Climate change is one of many factors that influence migration, Ellison and other experts who study migration and climate change note, and it can be difficult to isolate and track.

Some studies ask migrants, “‘Why are you traveling?’ and it’s fairly rare for them to say ‘climate change,’ right?” Ellison said. “But they might say something like, ‘well, I couldn’t make a living,’ or ‘my neighborhood is too violent.’ And climate change certainly has an impact on things like agricultural livelihoods, or conflict.”

Climate change is “best understood as a shaping factor — a structural factor that can contribute to some of the more proximate causes of migration.

Climate change is “best understood as a shaping factor — a structural factor that can contribute to some of the more proximate causes of migration,” he said. “I don’t think most experts would say that climate change is typically the direct cause of migration except, perhaps, in the case of an acute disaster like a hurricane.”

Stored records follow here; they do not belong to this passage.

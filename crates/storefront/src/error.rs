//! Unified error handling with Sentry integration.
//!
//! Provides a unified `AppError` type that captures errors to Sentry before
//! responding to the client. All route handlers should return `Result<T, AppError>`.

use axum::{
    http::StatusCode,
    response::{IntoResponse, Redirect, Response},
};
use thiserror::Error;

use crate::backend::ApiError;
use crate::models::{CartError, CheckoutError};

/// Application-level error type for the storefront.
#[derive(Debug, Error)]
pub enum AppError {
    /// Backend API call failed.
    #[error("Backend error: {0}")]
    Api(#[from] ApiError),

    /// Cart operation was rejected.
    #[error("Cart error: {0}")]
    Cart(#[from] CartError),

    /// Checkout transition was rejected.
    #[error("Checkout error: {0}")]
    Checkout(#[from] CheckoutError),

    /// Session store read or write failed.
    #[error("Session error: {0}")]
    Session(#[from] tower_sessions::session::Error),

    /// Template rendering failed.
    #[error("Template error: {0}")]
    Template(#[from] askama::Error),

    /// Resource not found.
    #[error("Not found: {0}")]
    NotFound(String),

    /// User is not authenticated.
    #[error("Unauthorized: {0}")]
    Unauthorized(String),

    /// User is authenticated but lacks the required role.
    #[error("Forbidden: {0}")]
    Forbidden(String),

    /// Bad request from client.
    #[error("Bad request: {0}")]
    BadRequest(String),

    /// Rate limited.
    #[error("Rate limited")]
    RateLimited,

    /// Internal server error.
    #[error("Internal error: {0}")]
    Internal(String),
}

impl AppError {
    /// HTTP status for this error.
    #[must_use]
    pub fn status(&self) -> StatusCode {
        match self {
            Self::Session(_) | Self::Template(_) | Self::Internal(_) => {
                StatusCode::INTERNAL_SERVER_ERROR
            }
            Self::Api(err) => match err {
                ApiError::NotFound(_) => StatusCode::NOT_FOUND,
                ApiError::Unauthorized(_) => StatusCode::UNAUTHORIZED,
                ApiError::Forbidden(_) => StatusCode::FORBIDDEN,
                ApiError::RateLimited(_) => StatusCode::TOO_MANY_REQUESTS,
                ApiError::Rejected { status, .. } if status.is_client_error() => {
                    StatusCode::UNPROCESSABLE_ENTITY
                }
                _ => StatusCode::BAD_GATEWAY,
            },
            Self::Cart(CartError::NotInCart(_)) => StatusCode::NOT_FOUND,
            Self::Cart(_) | Self::Checkout(_) => StatusCode::UNPROCESSABLE_ENTITY,
            Self::NotFound(_) => StatusCode::NOT_FOUND,
            Self::Unauthorized(_) => StatusCode::UNAUTHORIZED,
            Self::Forbidden(_) => StatusCode::FORBIDDEN,
            Self::BadRequest(_) => StatusCode::BAD_REQUEST,
            Self::RateLimited => StatusCode::TOO_MANY_REQUESTS,
        }
    }

    /// A message safe to show to the visitor.
    #[must_use]
    pub fn user_message(&self) -> String {
        match self {
            Self::Session(_) | Self::Template(_) | Self::Internal(_) => {
                "Internal server error".to_string()
            }
            Self::Api(err) => err.user_message(),
            Self::Cart(err) => capitalize(&err.to_string()),
            Self::Checkout(err) => capitalize(&err.to_string()),
            _ => self.to_string(),
        }
    }

    fn is_server_error(&self) -> bool {
        match self {
            Self::Session(_) | Self::Template(_) | Self::Internal(_) => true,
            Self::Api(err) => matches!(
                err,
                ApiError::Http(_) | ApiError::Parse(_) | ApiError::Url(_) | ApiError::MissingData
            ) || matches!(err, ApiError::Rejected { status, .. } if status.is_server_error()),
            _ => false,
        }
    }
}

impl IntoResponse for AppError {
    fn into_response(self) -> Response {
        // Capture server errors to Sentry
        if self.is_server_error() {
            let event_id = sentry::capture_error(&self);
            tracing::error!(
                error = %self,
                sentry_event_id = %event_id,
                "Request error"
            );
        } else {
            tracing::debug!(error = %self, "Request rejected");
        }

        // The handler already dropped the stale user; send them to sign in again
        if matches!(self, Self::Unauthorized(_)) {
            return Redirect::to("/auth/login?expired=1").into_response();
        }

        // Don't expose internal error details to clients
        (self.status(), self.user_message()).into_response()
    }
}

fn capitalize(message: &str) -> String {
    let mut chars = message.chars();
    chars.next().map_or_else(String::new, |first| {
        first.to_uppercase().chain(chars).collect()
    })
}

/// Result type alias for `AppError`.
pub type Result<T> = std::result::Result<T, AppError>;

/// Set the Sentry user context from a user ID.
///
/// Call this after successful authentication to associate errors with users.
pub fn set_sentry_user(user_id: &impl ToString, email: Option<&str>) {
    sentry::configure_scope(|scope| {
        scope.set_user(Some(sentry::User {
            id: Some(user_id.to_string()),
            email: email.map(String::from),
            ..Default::default()
        }));
    });
}

/// Clear the Sentry user context.
///
/// Call this on logout to stop associating errors with the user.
pub fn clear_sentry_user() {
    sentry::configure_scope(|scope| {
        scope.set_user(None);
    });
}

/// Add a breadcrumb for user actions.
///
/// Breadcrumbs appear in Sentry error reports to show the trail of user actions
/// leading up to an error.
///
/// # Example
///
/// ```rust,ignore
/// add_breadcrumb("cart", "Added item", Some(&[("product_id", "p-123")]));
/// ```
pub fn add_breadcrumb(category: &str, message: &str, data: Option<&[(&str, &str)]>) {
    let mut breadcrumb = sentry::Breadcrumb {
        category: Some(category.to_string()),
        message: Some(message.to_string()),
        level: sentry::Level::Info,
        ..Default::default()
    };

    if let Some(pairs) = data {
        for (key, value) in pairs {
            breadcrumb.data.insert(
                (*key).to_string(),
                serde_json::Value::String((*value).to_string()),
            );
        }
    }

    sentry::add_breadcrumb(breadcrumb);
}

Historically, Niger has itself been a host to thousands of migrants from surrounding countries — some passing through, others pausing to work in the country before continuing their journey to Europe. Traditionally, the country welcomed these migrants, but as its own resources have been strained, tension has grown.

“Lack of sanitation, lack of water, extreme weather — it’s easy to understand how these can lead to conflict between the local community and migrants,” Manunza said.

A country like Niger, one of the lowest-emitting countries in the world, needs financial support for climate adaptation, Ellison said — helping its urban areas better accommodate large numbers of people moving in from rural areas, for example, or adapting farming techniques, or helping to resolve conflicts between farmers and herders.

Looking at current migration trends in the Mediterranean, Ian Urbina, director of the Outlaw Ocean Project, which has reported extensively on the peril of migrants crossing the Mediterranean, had grim predictions for how all of these compounding issues would play out.

“I think it’s also a forecast, in the sense that a lot of the very people that are crossing this watery desert are a sign of what’s to come in terms of climate migration,” he said. “Large numbers of especially desperate people willing to buy their way with traffickers, boats and across borders — that’s only going to increase with climate change.”